Making Cents: Now, first-years must learn how to rent a room

The Leaving Cert points have been tallied, the CAO offers made, and now the hunt is on for student accommodation.

Making Cents: Now, first-years must learn how to rent a room

The Leaving Cert points have been tallied, the CAO offers made, and now the hunt is on for student accommodation.

After the excitement of receiving their results and offers last week, incoming first-years may now feel daunted by the task ahead.

Not a day goes by without a mention of the country’s housing crisis in the media.

But the danger is that desperation to secure a room leaves people vulnerable to scams, something the Union of Students in Ireland (USI) are warning about.

“It is of the utmost importance that students take caution when viewing properties to rent for the upcoming academic year,” USI president, Lorna Fitzpatrick, said.

“The unfortunate truth is that people are taking advantage of students’ vulnerability when it comes to the housing crisis, and profiting off their struggle to find housing.”

The union has joined up with An Garda Síochána and FraudSMART, a fraud awareness initiative developed by Banking & Payments Federation Ireland, to advise students.

They are particularly concerned about rental accommodation scams: victims get conned into paying a deposit for a property that does not exist or which has already been rented, often to multiple people.

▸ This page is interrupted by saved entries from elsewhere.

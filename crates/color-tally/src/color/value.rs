//! The extracted color value
//!
//! A [`Color`] carries every representation callers ask for, computed once
//! when the color is first seen during a scan.

use std::fmt;

use super::hsl::Hsl;
use super::rgba::Rgba;

/// A distinct color found in an image.
///
/// `hex`, `rgb` and `hsl` all describe the same sample. Equality and
/// hashing follow the underlying RGBA value, which is equivalent to
/// comparing the canonical hex strings.
#[derive(Debug, Clone)]
pub struct Color {
    rgba: Rgba,
    hex: String,
    hsl: Hsl,
}

impl Color {
    /// Build a color from a sample, deriving hex and HSL.
    pub fn from_rgba(rgba: Rgba) -> Self {
        Self {
            rgba,
            hex: rgba.to_hex(),
            hsl: Hsl::from_rgb(rgba.r, rgba.g, rgba.b),
        }
    }

    /// Canonical hex form (`#rrggbb` or `#rrggbbaa`).
    #[inline]
    pub fn hex(&self) -> &str {
        &self.hex
    }

    /// `[r, g, b]`, each in `0..=255`.
    #[inline]
    pub fn rgb(&self) -> [u8; 3] {
        self.rgba.rgb()
    }

    #[inline]
    pub fn hsl(&self) -> Hsl {
        self.hsl
    }

    #[inline]
    pub fn alpha(&self) -> u8 {
        self.rgba.a
    }

    #[inline]
    pub fn rgba(&self) -> Rgba {
        self.rgba
    }
}

impl From<Rgba> for Color {
    fn from(rgba: Rgba) -> Self {
        Self::from_rgba(rgba)
    }
}

impl PartialEq for Color {
    fn eq(&self, other: &Self) -> bool {
        self.rgba == other.rgba
    }
}

impl Eq for Color {}

impl std::hash::Hash for Color {
    fn hash<H: std::hash::Hasher>(&self, state: &mut H) {
        self.rgba.hash(state);
    }
}

impl fmt::Display for Color {
    fn fmt(&self, f: &mut fmt::Formatter<'_>) -> fmt::Result {
        f.write_str(&self.hex)
    }
}
//! Color types and conversions
//!
//! - [`Rgba`]: a raw pixel sample, also the packed aggregation key
//! - [`Hsl`]: hue/saturation/lightness on a 0..=100 scale
//! - [`Color`]: the value handed back to callers, with hex, RGB and HSL
//!
//! # Example
//!
//! ```
//! use color_tally::{Color, Rgba};
//!
//! let color = Color::from_rgba(Rgba::opaque(47, 211, 242));
//! assert_eq!(color.hex(), "#2fd3f2");
//! assert_eq!(color.hsl().to_array(), [53, 88, 57]);
//! ```

mod error;
mod hsl;
mod rgba;
mod value;

pub use error::ParseColorError;
pub use hsl::Hsl;
pub use rgba::Rgba;
pub use value::Color;
//! Dominant colors - rank the colors of an image by frequency
//!
//! Images (PNG or SVG, detected from content) are rasterized at a reduced
//! scale, then every non-transparent pixel is counted by exact RGBA value.
//! Colors come back most frequent first, each as hex, RGB and HSL.
//!
//! ```no_run
//! use dominant_colors::{extract_colors, ExtractOptions};
//!
//! let colors = extract_colors(std::path::Path::new("banner.png"), &ExtractOptions::default())?;
//! if let Some(top) = colors.first() {
//!     println!("{} {:?} {:?}", top.hex(), top.rgb(), top.hsl());
//! }
//! # Ok::<(), dominant_colors::error::ExtractError>(())
//! ```
//!
//! Pixel counting lives in the `color-tally` crate; this crate adds decoding,
//! scaling, configuration and batch processing.

pub mod error;
pub mod models;
pub mod rendering;
pub mod services;

pub use color_tally::{Color, ColorCount, Hsl, IgnoreSet, PixelBuffer, Rgba};
pub use error::{ExtractError, RasterError};
pub use models::{AppConfig, ExtractOptions};
pub use rendering::{ImageSource, Rasterizer};
pub use services::{extract_colors, BatchReport, BatchRunner, ColorExtractor};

“We understand that young adults will be excited at the prospect of going to college for the first time and looking forward to their next chapter, but they need to take the time to research accommodation options, before committing to any property,” Niamh Davenport, who leads the FraudSMART programme, said.

“Know the warning signs, understand the risks, and do your homework.

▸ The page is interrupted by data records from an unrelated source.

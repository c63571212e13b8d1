use crate::error::ExtractError;
use crate::models::ExtractOptions;
use crate::rendering::ImageSource;
use crate::services::ColorExtractor;
use futures_util::stream::{self, StreamExt};
use serde::Serialize;
use std::collections::BTreeMap;
use std::path::{Path, PathBuf};
use std::sync::Arc;

/// A file the batch could not process.
#[derive(Debug, Clone, PartialEq, Eq, Serialize)]
pub struct BatchFailure {
    pub file: String,
    pub error: String,
}

/// Outcome of a batch run over one directory.
#[derive(Debug, Default, Clone, PartialEq, Eq)]
pub struct BatchReport {
    /// File name -> dominant hex color, `None` when nothing countable remained
    pub colors: BTreeMap<String, Option<String>>,
    /// Files that failed to read or decode; absent from `colors`
    pub failures: Vec<BatchFailure>,
    /// Number of matching files found
    pub scanned: usize,
}

impl BatchReport {
    pub fn to_json(&self) -> Result<String, ExtractError> {
        Ok(serde_json::to_string_pretty(&self.colors)?)
    }

    /// Write the file name -> color mapping as pretty JSON.
    pub async fn write_json(&self, path: &Path) -> Result<(), ExtractError> {
        let mut json = self.to_json()?;
        json.push('\n');
        tokio::fs::write(path, json).await?;
        Ok(())
    }
}

/// Extracts the dominant color of every matching image in a directory.
pub struct BatchRunner {
    extractor: ColorExtractor,
    options: Arc<ExtractOptions>,
    extensions: Vec<String>,
    jobs: usize,
}

impl BatchRunner {
    pub fn new(extractor: ColorExtractor, options: ExtractOptions) -> Self {
        Self {
            extractor,
            options: Arc::new(options),
            extensions: vec!["png".to_string()],
            jobs: 1,
        }
    }

    /// Extensions to pick up, matched case-insensitively. A leading dot is
    /// ignored.
    pub fn with_extensions<I, S>(mut self, extensions: I) -> Self
    where
        I: IntoIterator<Item = S>,
        S: AsRef<str>,
    {
        self.extensions = extensions
            .into_iter()
            .map(|e| e.as_ref().trim_start_matches('.').to_ascii_lowercase())
            .collect();
        self
    }

    /// Maximum concurrent extractions, at least one.
    pub fn with_jobs(mut self, jobs: usize) -> Self {
        self.jobs = jobs.max(1);
        self
    }

    fn matches(&self, path: &Path) -> bool {
        path.extension()
            .and_then(|e| e.to_str())
            .is_some_and(|e| self.extensions.iter().any(|x| x.eq_ignore_ascii_case(e)))
    }

    /// Regular files directly inside `root` with a matching extension,
    /// sorted by path. Subdirectories are not entered.
    pub fn find_images(&self, root: &Path) -> Result<Vec<PathBuf>, ExtractError> {
        let mut files = Vec::new();
        for entry in std::fs::read_dir(root)? {
            let entry = match entry {
                Ok(entry) => entry,
                Err(e) => {
                    tracing::warn!(root = %root.display(), error = %e, "Skipping unreadable directory entry");
                    continue;
                }
            };
            let path = entry.path();
            if is_matching_file(&path, entry.file_type(), |p| self.matches(p)) {
                files.push(path);
            }
        }
        files.sort();
        Ok(files)
    }

    /// Process every matching file in `root`.
    ///
    /// Only a failure to list the directory is an error. Per-file failures
    /// are logged and recorded in the report.
    pub async fn run(&self, root: &Path) -> Result<BatchReport, ExtractError> {
        let files = self.find_images(root)?;
        tracing::info!(
            root = %root.display(),
            files = files.len(),
            jobs = self.jobs,
            "Starting batch extraction"
        );

        let results: Vec<(String, Result<Option<String>, ExtractError>)> =
            stream::iter(files.iter().cloned())
                .map(|path| {
                    let extractor = self.extractor.clone();
                    let options = self.options.clone();
                    async move {
                        let name = file_name(&path);
                        let result = extractor
                            .dominant_async(ImageSource::Path(path), options)
                            .await
                            .map(|color| color.map(|c| c.hex().to_string()));
                        (name, result)
                    }
                })
                .buffer_unordered(self.jobs)
                .collect()
                .await;

        let mut report = BatchReport {
            scanned: files.len(),
            ..Default::default()
        };

        for (name, result) in results {
            match result {
                Ok(color) => {
                    tracing::debug!(file = %name, color = ?color, "Extracted dominant color");
                    report.colors.insert(name, color);
                }
                Err(e) => {
                    tracing::warn!(file = %name, error = %e, "Failed to extract colors, skipping");
                    report.failures.push(BatchFailure {
                        file: name,
                        error: e.to_string(),
                    });
                }
            }
        }
        report.failures.sort_by(|a, b| a.file.cmp(&b.file));

        tracing::info!(
            scanned = report.scanned,
            extracted = report.colors.len(),
            failed = report.failures.len(),
            "Batch extraction finished"
        );

        Ok(report)
    }
}

/// `true` for a regular file accepted by `matches`. An entry whose type
/// cannot be read is logged and skipped.
fn is_matching_file(
    path: &Path,
    file_type: std::io::Result<std::fs::FileType>,
    matches: impl Fn(&Path) -> bool,
) -> bool {
    match file_type {
        Ok(file_type) => file_type.is_file() && matches(path),
        Err(e) => {
            tracing::warn!(file = %path.display(), error = %e, "Skipping entry with unreadable file type");
            false
        }
    }
}

fn file_name(path: &Path) -> String {
    path.file_name()
        .map(|n| n.to_string_lossy().into_owned())
        .unwrap_or_else(|| path.display().to_string())
}

#[cfg(test)]
mod tests {
    use super::*;
    use pretty_assertions::assert_eq;
    use tempfile::TempDir;

    fn write_png(dir: &Path, name: &str, rgba: [u8; 4]) {
        let mut buf = Vec::new();
        {
            let mut encoder = png::Encoder::new(&mut buf, 2, 2);
            encoder.set_color(png::ColorType::Rgba);
            encoder.set_depth(png::BitDepth::Eight);
            let mut writer = encoder.write_header().unwrap();
            writer.write_image_data(&rgba.repeat(4)).unwrap();
        }
        std::fs::write(dir.join(name), buf).unwrap();
    }

    fn runner() -> BatchRunner {
        BatchRunner::new(
            ColorExtractor::new(),
            ExtractOptions::default().with_scale(1.0),
        )
    }

    #[test]
    fn test_find_images_filters_and_sorts() {
        let dir = TempDir::new().unwrap();
        write_png(dir.path(), "b.png", [1, 2, 3, 255]);
        write_png(dir.path(), "a.PNG", [1, 2, 3, 255]);
        std::fs::write(dir.path().join("notes.txt"), "hi").unwrap();
        std::fs::create_dir(dir.path().join("nested.png")).unwrap();

        let files = runner().find_images(dir.path()).unwrap();
        let names: Vec<String> = files.iter().map(|p| file_name(p)).collect();
        assert_eq!(names, vec!["a.PNG", "b.png"]);
    }

    #[test]
    fn test_with_extensions_normalizes() {
        let runner = runner().with_extensions([".SVG", "png"]);
        assert!(runner.matches(Path::new("x.svg")));
        assert!(runner.matches(Path::new("x.Png")));
        assert!(!runner.matches(Path::new("x.jpg")));
        assert!(!runner.matches(Path::new("png")));
    }

    #[test]
    fn test_entry_with_unreadable_type_is_skipped() {
        let runner = runner();
        let failed = Err(std::io::Error::new(
            std::io::ErrorKind::PermissionDenied,
            "denied",
        ));
        assert!(!is_matching_file(Path::new("x.png"), failed, |p| runner.matches(p)));
    }

    #[test]
    fn test_entry_type_decides_match() {
        let dir = TempDir::new().unwrap();
        write_png(dir.path(), "real.png", [1, 2, 3, 255]);
        std::fs::create_dir(dir.path().join("dir.png")).unwrap();
        let runner = runner();

        let file = dir.path().join("real.png");
        let file_type = std::fs::metadata(&file).map(|m| m.file_type());
        assert!(is_matching_file(&file, file_type, |p| runner.matches(p)));

        let folder = dir.path().join("dir.png");
        let folder_type = std::fs::metadata(&folder).map(|m| m.file_type());
        assert!(!is_matching_file(&folder, folder_type, |p| runner.matches(p)));
    }

    #[test]
    fn test_find_images_missing_root_is_error() {
        let result = runner().find_images(Path::new("/definitely/missing/dir"));
        assert!(matches!(result, Err(ExtractError::Io(_))));
    }

    #[tokio::test]
    async fn test_run_maps_files_to_dominant_colors() {
        let dir = TempDir::new().unwrap();
        write_png(dir.path(), "red.png", [255, 0, 0, 255]);
        write_png(dir.path(), "white.png", [255, 255, 255, 255]);
        std::fs::write(dir.path().join("broken.png"), b"garbage").unwrap();

        let report = runner().with_jobs(2).run(dir.path()).await.unwrap();

        assert_eq!(report.scanned, 3);
        assert_eq!(
            report.colors,
            BTreeMap::from([
                ("red.png".to_string(), Some("#ff0000".to_string())),
                ("white.png".to_string(), None),
            ])
        );
        assert_eq!(report.failures.len(), 1);
        assert_eq!(report.failures[0].file, "broken.png");
    }

    #[tokio::test]
    async fn test_write_json() {
        let dir = TempDir::new().unwrap();
        let report = BatchReport {
            colors: BTreeMap::from([
                ("a.png".to_string(), Some("#123456".to_string())),
                ("b.png".to_string(), None),
            ]),
            failures: Vec::new(),
            scanned: 2,
        };

        let out = dir.path().join("colors.json");
        report.write_json(&out).await.unwrap();

        let written: serde_json::Value =
            serde_json::from_str(&std::fs::read_to_string(&out).unwrap()).unwrap();
        assert_eq!(
            written,
            serde_json::json!({"a.png": "#123456", "b.png": null})
        );
    }
}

“Equally, for parents and friends, we ask them to play their part in assisting young people to ensure no costly mistakes are made.

“There are many ways in which rental property scams are carried out. However, one of the most common ones we see is where the fraudster rents a holiday or short let themselves.

"They advertise the house for rent and show it to multiple potential tenants, with the aim of collecting multiple deposits and then disappear with the money.

Another common scam is where the fraudster re-advertises listings of actual available rentals with their own email or phone number.

"They will often refuse to show you the property, but may send photos or keys, in exchange for payment of rent and a deposit.

"In both cases, the victims only realise they’ve been scammed after the fraudster has left with their money.”

So what should students and their families do?

Be Informed: Do your homework — familiarise yourself with the average rent price in your search area. If the rent is unusually low and seems to be good to be true, it usually is.

Use online maps to confirm that the property being advertised actually exists and is at the stated address.

Check short-term rental sites to ensure the property is not being used by a fraudster for fake “viewings” and who will take your deposit money.

Be Secure: Keep copies of all correspondence between yourself and the advertiser, including bank details and the advertisement itself.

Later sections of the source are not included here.